Search the data for the string "counter" and extract every line where it appears.

BEGIN Data to use

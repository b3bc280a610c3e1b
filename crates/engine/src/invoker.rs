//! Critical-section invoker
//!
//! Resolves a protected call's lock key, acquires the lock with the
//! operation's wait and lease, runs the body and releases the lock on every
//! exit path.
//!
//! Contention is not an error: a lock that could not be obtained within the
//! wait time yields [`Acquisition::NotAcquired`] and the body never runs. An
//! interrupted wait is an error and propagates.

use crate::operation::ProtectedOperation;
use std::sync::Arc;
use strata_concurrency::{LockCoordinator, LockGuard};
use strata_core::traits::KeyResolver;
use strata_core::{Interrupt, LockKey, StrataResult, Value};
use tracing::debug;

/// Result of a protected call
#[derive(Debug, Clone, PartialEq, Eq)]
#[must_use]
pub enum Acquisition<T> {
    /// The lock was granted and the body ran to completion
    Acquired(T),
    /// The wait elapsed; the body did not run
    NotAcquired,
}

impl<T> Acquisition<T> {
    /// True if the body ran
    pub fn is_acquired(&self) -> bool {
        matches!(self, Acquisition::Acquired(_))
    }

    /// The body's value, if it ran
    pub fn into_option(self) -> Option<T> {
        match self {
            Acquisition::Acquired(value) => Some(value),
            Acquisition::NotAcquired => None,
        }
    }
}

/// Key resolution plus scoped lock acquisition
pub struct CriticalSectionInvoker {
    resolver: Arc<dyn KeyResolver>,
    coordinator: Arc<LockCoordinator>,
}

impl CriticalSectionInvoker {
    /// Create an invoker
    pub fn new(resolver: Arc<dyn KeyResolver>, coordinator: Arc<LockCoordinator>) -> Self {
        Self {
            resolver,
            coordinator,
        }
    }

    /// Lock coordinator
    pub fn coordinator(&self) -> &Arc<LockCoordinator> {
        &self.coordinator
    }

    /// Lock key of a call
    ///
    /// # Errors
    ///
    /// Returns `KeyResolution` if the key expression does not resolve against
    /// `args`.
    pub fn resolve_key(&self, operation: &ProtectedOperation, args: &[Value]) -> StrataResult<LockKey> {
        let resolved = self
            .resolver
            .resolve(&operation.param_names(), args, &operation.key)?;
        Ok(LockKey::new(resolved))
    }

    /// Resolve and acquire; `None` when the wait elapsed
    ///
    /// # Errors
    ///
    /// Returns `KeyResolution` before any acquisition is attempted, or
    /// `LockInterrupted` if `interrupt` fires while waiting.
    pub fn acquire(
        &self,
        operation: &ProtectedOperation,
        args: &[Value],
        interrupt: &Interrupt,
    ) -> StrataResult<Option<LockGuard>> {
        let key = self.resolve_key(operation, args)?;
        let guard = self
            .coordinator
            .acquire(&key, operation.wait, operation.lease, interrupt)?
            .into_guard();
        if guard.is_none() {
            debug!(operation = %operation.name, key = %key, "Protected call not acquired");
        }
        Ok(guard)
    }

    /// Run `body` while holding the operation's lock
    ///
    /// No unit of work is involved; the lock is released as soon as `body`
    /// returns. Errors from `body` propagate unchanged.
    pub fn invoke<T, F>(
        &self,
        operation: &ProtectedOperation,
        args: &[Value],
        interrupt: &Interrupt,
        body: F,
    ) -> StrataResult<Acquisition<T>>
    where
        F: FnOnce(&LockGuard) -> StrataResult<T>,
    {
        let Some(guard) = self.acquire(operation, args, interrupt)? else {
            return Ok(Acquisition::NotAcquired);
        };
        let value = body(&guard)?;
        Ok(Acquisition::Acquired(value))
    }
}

END Data to use
BEGIN Data to use

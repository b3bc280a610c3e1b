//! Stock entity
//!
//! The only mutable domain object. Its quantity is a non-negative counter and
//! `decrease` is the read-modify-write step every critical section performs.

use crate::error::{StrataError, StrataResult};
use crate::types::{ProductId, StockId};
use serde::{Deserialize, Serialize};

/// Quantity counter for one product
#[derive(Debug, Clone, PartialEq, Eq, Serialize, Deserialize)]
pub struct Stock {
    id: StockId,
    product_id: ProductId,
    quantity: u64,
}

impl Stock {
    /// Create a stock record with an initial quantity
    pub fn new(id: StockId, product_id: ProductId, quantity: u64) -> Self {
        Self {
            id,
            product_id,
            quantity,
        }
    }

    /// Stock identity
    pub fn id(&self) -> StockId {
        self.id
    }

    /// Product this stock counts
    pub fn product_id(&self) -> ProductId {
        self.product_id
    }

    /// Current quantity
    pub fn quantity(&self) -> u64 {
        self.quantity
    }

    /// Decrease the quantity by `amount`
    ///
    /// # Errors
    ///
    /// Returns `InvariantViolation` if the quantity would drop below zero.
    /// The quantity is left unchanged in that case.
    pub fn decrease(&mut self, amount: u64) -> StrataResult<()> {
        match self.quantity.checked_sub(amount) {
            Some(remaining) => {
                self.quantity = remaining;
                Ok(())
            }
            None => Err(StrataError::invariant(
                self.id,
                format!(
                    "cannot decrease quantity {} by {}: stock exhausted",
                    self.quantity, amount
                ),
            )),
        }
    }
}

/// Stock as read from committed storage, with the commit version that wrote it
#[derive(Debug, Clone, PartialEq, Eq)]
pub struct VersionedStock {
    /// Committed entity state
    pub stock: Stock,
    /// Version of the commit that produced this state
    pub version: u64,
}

END Data to use

**Answer box**
//! The only mutable domain object. Its quantity is a non-negative counter and
/// Quantity counter for one product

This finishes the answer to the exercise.